Output across the 17-member bloc fell by 0.1 per cent over the third quarter of 2012, following a 0.2 per cent decline in the second quarter, according to Eurostat.
The picture across the continent was uneven, with France and Germany both eking out 0.2 per cent growth between July and September, while the Netherlands and Austria showed declines.
Meanwhile, the crisis-hit states of Spain, Italy and Portugal, which have been in recession all year, shrank again. Protesters in all three countries took part in anti-austerity demonstrations on Wednesday.
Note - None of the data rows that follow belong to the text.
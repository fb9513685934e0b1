//! Upload form that submits as soon as a file is picked.
//!
//! The visible button opens the hidden file input; choosing a file submits
//! the form. Most pages have no such form, which is not an error.

pub const FORM_ID: &str = "uploadconfig-upload-form";
pub const FILE_INPUT_ID: &str = "uploadconfig-upload-form-file";
pub const BUTTON_ID: &str = "uploadconfig-upload-button";

#[cfg(feature = "csr")]
pub fn attach(document: &web_sys::Document) {
    use wasm_bindgen::JsCast;

    use crate::util::dom;

    let Some(form) = document
        .get_element_by_id(FORM_ID)
        .and_then(|el| el.dyn_into::<web_sys::HtmlFormElement>().ok())
    else {
        return;
    };
    let Some(input) = document
        .get_element_by_id(FILE_INPUT_ID)
        .and_then(|el| el.dyn_into::<web_sys::HtmlInputElement>().ok())
    else {
        log::warn!("#{FORM_ID} has no #{FILE_INPUT_ID} input");
        return;
    };

    dom::listen(&input, "change", move |_| {
        if let Err(e) = form.submit() {
            log::error!("upload submit failed: {e:?}");
        }
    });

    match document.get_element_by_id(BUTTON_ID) {
        Some(button) => dom::listen(&button, "click", move |ev| {
            ev.prevent_default();
            input.click();
        }),
        None => log::warn!("#{FORM_ID} has no #{BUTTON_ID} button"),
    }
}
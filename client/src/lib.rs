//! # client
//!
//! Leptos + WASM behavior for server-rendered assignment grids.
//!
//! The server renders plain HTML: every assignable cell is a
//! `.slot-grid-item.editable` element carrying `data-*` attributes, and the
//! page embeds its option mapping, save URL and CSRF token as JSON `<script>`
//! blocks. On load this module reads that configuration once, mounts a
//! [`components::slot_grid_item::SlotGridItem`] into each cell, and wires the
//! small page helpers in [`util`].
//!
//! Browser-only code sits behind the `csr` feature so the pure helpers and
//! the cell model compile and test natively.

pub mod attach;
pub mod components;
pub mod net;
pub mod page;
pub mod util;

#[cfg(feature = "csr")]
use wasm_bindgen::JsValue;

/// WASM entry point: attach everything once the document is parsed.
///
/// # Errors
///
/// Malformed page configuration or cell attributes are template bugs; they
/// are logged and thrown to JS instead of being papered over.
#[cfg(feature = "csr")]
#[wasm_bindgen::prelude::wasm_bindgen(start)]
pub fn start() -> Result<(), JsValue> {
    use wasm_bindgen::JsCast;
    use wasm_bindgen::closure::Closure;

    console_error_panic_hook::set_once();
    let level = if cfg!(debug_assertions) {
        log::Level::Debug
    } else {
        log::Level::Info
    };
    let _ = console_log::init_with_level(level);

    let document = web_sys::window()
        .and_then(|w| w.document())
        .ok_or_else(|| fatal(&page::config::PageError::NoDocument))?;

    if document.ready_state() == web_sys::DocumentReadyState::Loading {
        let deferred = document.clone();
        let on_ready = Closure::once_into_js(move || {
            if let Err(e) = boot(&deferred) {
                wasm_bindgen::throw_val(fatal(&e));
            }
        });
        document.add_event_listener_with_callback("DOMContentLoaded", on_ready.unchecked_ref())?;
        return Ok(());
    }

    boot(&document).map_err(|e| fatal(&e))
}

#[cfg(feature = "csr")]
fn boot(document: &web_sys::Document) -> Result<(), page::config::PageError> {
    util::post_link::attach(document);
    util::upload_form::attach(document);
    util::dialog_launcher::attach(document);
    util::visibility::attach(document);

    let cells = attach::attach_cells(document)?;
    log::info!("attached {cells} assignment cells");
    Ok(())
}

#[cfg(feature = "csr")]
fn fatal(error: &page::config::PageError) -> JsValue {
    log::error!("page init failed: {error}");
    JsValue::from_str(&error.to_string())
}
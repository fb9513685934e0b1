//! Page-embedded configuration.
//!
//! SYSTEM CONTEXT
//! ==============
//! The server template renders widget configuration into JSON `<script>`
//! blocks. `config` reads them exactly once at startup into an explicit
//! [`config::PageConfig`] that is handed to every widget; nothing looks the
//! DOM up again afterwards.

pub mod config;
Economists predict weakness among the currency bloc's southern states will drag Germany and France into recession, too, in the coming months, with most expecting Europe's dominant economy to register negative growth in the fourth quarter of the year. The European Commission has forecast that the bloc will shrink by 0.4 per cent over the course of 2012 and expand only 0.1 per cent in 2013. The slowdown is making it more difficult for eurozone member states to hit their targets under the Fiscal Compact, which compels them to bring deficits down to 3 per cent of GDP.
The European Commission, which policies the compact, showed some signs of flexibility on deficit reduction this week when the EU economic commissioner, Olli Rehn, said that Spain would not be required to make more cuts this year to compensate for being thrown off course by recession. But he added that Brussels would "look at every country case by case". The latest downturn has been partly precipitated by southern Europe.
The Greek economy shrank at an annual rate of 7.2 per cent in the third quarter, even faster than the 6.3 per cent in the previous three months.